*** Opening Material for the task ***

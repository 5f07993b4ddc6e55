//! Revocable content handles for uploaded bytes.
//!
//! Only [`ContentStore`] creates handles and only the registry revokes them.
//! Handles are reference counted, so a clip or preview holding a clone sees
//! the revocation instead of reading freed content.

use std::sync::atomic::{AtomicU64, Ordering};
use std::sync::{Arc, PoisonError, RwLock};

use crate::core::error::{EditorError, Result};

#[derive(Debug)]
struct HandleInner {
    url: String,
    len: u64,
    bytes: RwLock<Option<Arc<[u8]>>>,
    pool: Arc<AtomicU64>,
}

/// Shared, revocable reference to uploaded bytes
#[derive(Debug, Clone)]
pub struct ContentHandle {
    inner: Arc<HandleInner>,
}

impl ContentHandle {
    /// Opaque URL-like reference, unique per handle
    pub fn url(&self) -> &str {
        &self.inner.url
    }

    /// Size of the content in bytes
    pub fn len(&self) -> u64 {
        self.inner.len
    }

    pub fn is_empty(&self) -> bool {
        self.inner.len == 0
    }

    pub fn is_revoked(&self) -> bool {
        self.inner
            .bytes
            .read()
            .unwrap_or_else(PoisonError::into_inner)
            .is_none()
    }

    /// Read the content. Fails once the handle has been revoked.
    pub fn bytes(&self) -> Result<Arc<[u8]>> {
        self.inner
            .bytes
            .read()
            .unwrap_or_else(PoisonError::into_inner)
            .clone()
            .ok_or_else(|| EditorError::ContentRevoked(self.inner.url.clone()))
    }

    /// Release the content and return its bytes to the pool.
    ///
    /// Returns `false` if the handle was already revoked.
    pub(crate) fn revoke(&self) -> bool {
        let released = self
            .inner
            .bytes
            .write()
            .unwrap_or_else(PoisonError::into_inner)
            .take();

        match released {
            Some(_) => {
                self.inner.pool.fetch_sub(self.inner.len, Ordering::AcqRel);
                log::debug!("Revoked content handle {}", self.inner.url);
                true
            }
            None => false,
        }
    }
}

impl PartialEq for ContentHandle {
    fn eq(&self, other: &Self) -> bool {
        Arc::ptr_eq(&self.inner, &other.inner)
    }
}

/// Allocator for content handles with a bounded byte pool
#[derive(Debug, Clone)]
pub struct ContentStore {
    capacity: u64,
    live: Arc<AtomicU64>,
}

impl ContentStore {
    /// Create a store that holds at most `capacity` bytes at once
    pub fn new(capacity: u64) -> Self {
        Self {
            capacity,
            live: Arc::new(AtomicU64::new(0)),
        }
    }

    /// Bytes currently held by live handles
    pub fn live_bytes(&self) -> u64 {
        self.live.load(Ordering::Acquire)
    }

    pub fn capacity(&self) -> u64 {
        self.capacity
    }

    /// Allocate a handle for `bytes`.
    ///
    /// The copy into shared storage runs on the blocking pool; the returned
    /// future resolves once the handle is ready or allocation has failed.
    /// A failed or cancelled allocation leaves the pool unchanged.
    pub async fn allocate(&self, bytes: Vec<u8>) -> Result<ContentHandle> {
        let len = bytes.len() as u64;
        let reservation = self.reserve(len)?;

        let stored = tokio::task::spawn_blocking(move || Arc::<[u8]>::from(bytes))
            .await
            .map_err(|e| EditorError::Ingestion(e.to_string()))?;

        let url = format!("blob:cutroom/{}", uuid::Uuid::new_v4());
        log::debug!("Allocated content handle {} ({} bytes)", url, len);

        Ok(ContentHandle {
            inner: Arc::new(HandleInner {
                url,
                len,
                bytes: RwLock::new(Some(stored)),
                pool: reservation.commit(),
            }),
        })
    }

    fn reserve(&self, len: u64) -> Result<Reservation> {
        let capacity = self.capacity;
        self.live
            .fetch_update(Ordering::AcqRel, Ordering::Acquire, |live| {
                live.checked_add(len).filter(|total| *total <= capacity)
            })
            .map(|_| Reservation {
                pool: Arc::clone(&self.live),
                len,
                committed: false,
            })
            .map_err(|live| {
                EditorError::Ingestion(format!(
                    "content pool exhausted ({} of {} bytes in use, {} requested)",
                    live, capacity, len
                ))
            })
    }
}

/// Pool bytes held for an allocation in flight.
///
/// Dropping it before [`Reservation::commit`] gives the bytes back.
struct Reservation {
    pool: Arc<AtomicU64>,
    len: u64,
    committed: bool,
}

impl Reservation {
    /// Hand the bytes over to a handle, which releases them on revoke
    fn commit(mut self) -> Arc<AtomicU64> {
        self.committed = true;
        Arc::clone(&self.pool)
    }
}

impl Drop for Reservation {
    fn drop(&mut self) {
        if !self.committed {
            self.pool.fetch_sub(self.len, Ordering::AcqRel);
            log::debug!("Released {} reserved bytes", self.len);
        }
    }
}

#[cfg(test)]
mod tests {
    use super::*;
    use std::future::Future;
    use std::task::Poll;

    #[tokio::test]
    async fn test_allocate_and_read() {
        let store = ContentStore::new(1024);
        let handle = store.allocate(vec![1, 2, 3]).await.unwrap();

        assert_eq!(handle.len(), 3);
        assert!(handle.url().starts_with("blob:cutroom/"));
        assert_eq!(&*handle.bytes().unwrap(), &[1, 2, 3]);
        assert_eq!(store.live_bytes(), 3);
    }

    #[tokio::test]
    async fn test_revoke_is_visible_through_clones() {
        let store = ContentStore::new(1024);
        let handle = store.allocate(vec![0; 10]).await.unwrap();
        let held_by_clip = handle.clone();

        assert!(handle.revoke());
        assert!(held_by_clip.is_revoked());
        assert!(matches!(
            held_by_clip.bytes(),
            Err(EditorError::ContentRevoked(_))
        ));
        assert_eq!(store.live_bytes(), 0);

        // Second revoke is a no-op and does not underflow the pool
        assert!(!held_by_clip.revoke());
        assert_eq!(store.live_bytes(), 0);
    }

    #[tokio::test]
    async fn test_pool_exhaustion() {
        let store = ContentStore::new(8);
        let first = store.allocate(vec![0; 6]).await.unwrap();

        let result = store.allocate(vec![0; 6]).await;
        assert!(matches!(result, Err(EditorError::Ingestion(_))));
        assert_eq!(store.live_bytes(), 6);

        first.revoke();
        assert!(store.allocate(vec![0; 6]).await.is_ok());
    }

    #[tokio::test]
    async fn test_handles_are_distinct() {
        let store = ContentStore::new(1024);
        let a = store.allocate(vec![1]).await.unwrap();
        let b = store.allocate(vec![1]).await.unwrap();
        assert_ne!(a, b);
        assert_ne!(a.url(), b.url());
        assert_eq!(a, a.clone());
    }

    #[tokio::test]
    async fn test_cancelled_allocation_releases_pool() {
        let store = ContentStore::new(1000);

        {
            let mut pending = std::pin::pin!(store.allocate(vec![0; 800]));
            std::future::poll_fn(|cx| {
                let _ = pending.as_mut().poll(cx);
                Poll::Ready(())
            })
            .await;
        }

        assert_eq!(store.live_bytes(), 0);
        let handle = store.allocate(vec![0; 800]).await.unwrap();
        assert_eq!(store.live_bytes(), 800);
        assert!(handle.revoke());
        assert_eq!(store.live_bytes(), 0);
    }
}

*** Closing Material for the task ***

- [Task statement]
Show each line of the material where the word "crate" occurs.

- [Response to the task]
use crate::core::error::{EditorError, Result};
    pub(crate) fn revoke(&self) -> bool {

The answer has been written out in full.